Archaeological research has unearthed artifacts from the Bronze Age, Iron Age, and even the Roman period.

During excavations conducted from 1997 to 1999 on the castle hill, protohistoric ceramics dating back to the late Bronze Age were discovered.

After the fall of the Roman Empire, the area witnessed various incursions and migrations of peoples.

Dominated by the Lombards from 568 AD until the conquest by Charlemagne in 774 AD, it suffered devastation from the Avars in the 7th century and the Hungarians in the first half of the 10th century.

The first certain and documented mention of "Butrium" dates back to 1015, and the toponym can be traced back to a pre-Roman word meaning "depression, chasm, ravine." The area was administered in the 1200s by the Counts of Gorizia and later by the Lords of Buttrio, until 1415.

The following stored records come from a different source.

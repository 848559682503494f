//! Bounded exponential backoff for transient submission failures.

use std::time::Duration;

pub const DEFAULT_BASE_DELAY_MS: u64 = 500;
pub const DEFAULT_MAX_DELAY_SECS: u64 = 10;

/// How many times one record's submission is attempted. A single attempt
/// (the default) means a failed submission waits for the next build.
#[derive(Debug, Clone, Copy, PartialEq, Eq)]
pub struct RetryPolicy {
    pub max_attempts: u32,
    pub base_delay: Duration,
    pub max_delay: Duration,
}

impl Default for RetryPolicy {
    fn default() -> Self {
        Self::none()
    }
}

impl RetryPolicy {
    /// A single attempt, no retries.
    pub fn none() -> Self {
        Self {
            max_attempts: 1,
            base_delay: Duration::from_millis(DEFAULT_BASE_DELAY_MS),
            max_delay: Duration::from_secs(DEFAULT_MAX_DELAY_SECS),
        }
    }

    /// Up to `max_attempts` attempts, doubling `base_delay` between them.
    pub fn exponential(max_attempts: u32, base_delay: Duration) -> Self {
        Self {
            max_attempts: max_attempts.max(1),
            base_delay,
            max_delay: Duration::from_secs(DEFAULT_MAX_DELAY_SECS),
        }
    }

    /// Caps the delay between attempts.
    pub fn with_max_delay(mut self, max_delay: Duration) -> Self {
        self.max_delay = max_delay;
        self
    }

    /// True when another attempt may follow `attempts_made`.
    pub fn allows_another(&self, attempts_made: u32) -> bool {
        attempts_made < self.max_attempts
    }

    /// Delay before the attempt following `attempts_made` (1-based).
    pub fn delay_after(&self, attempts_made: u32) -> Duration {
        let exponent = attempts_made.saturating_sub(1).min(16);
        self.base_delay
            .saturating_mul(1u32 << exponent)
            .min(self.max_delay)
    }
}

#[cfg(test)]
mod tests {
    use super::RetryPolicy;
    use std::time::Duration;

    #[test]
    fn default_policy_makes_a_single_attempt() {
        let policy = RetryPolicy::default();
        assert_eq!(policy.max_attempts, 1);
        assert!(!policy.allows_another(1));
    }

    #[test]
    fn delays_double_and_cap() {
        let policy = RetryPolicy::exponential(6, Duration::from_millis(100))
            .with_max_delay(Duration::from_millis(500));
        assert_eq!(policy.delay_after(1), Duration::from_millis(100));
        assert_eq!(policy.delay_after(2), Duration::from_millis(200));
        assert_eq!(policy.delay_after(3), Duration::from_millis(400));
        assert_eq!(policy.delay_after(4), Duration::from_millis(500));
        assert!(policy.allows_another(5));
        assert!(!policy.allows_another(6));
    }

    #[test]
    fn zero_attempts_is_clamped_to_one() {
        assert_eq!(RetryPolicy::exponential(0, Duration::ZERO).max_attempts, 1);
    }
}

Five years later, Venice extended its dominion over Friuli, and Buttrio was also involved in the events of grand history: first under Venetian rule, then annexation to Austria with the Treaty of Campoformido (1797), a brief Napoleonic experience, the Lombardo-Venetian Kingdom under Habsburg control, and finally annexation to the Kingdom of Italy with the plebiscite of October 22, 1866 The 20th century, with its tragic events related to the two World Wars, left indelible marks on the territory and in the memories of the inhabitants.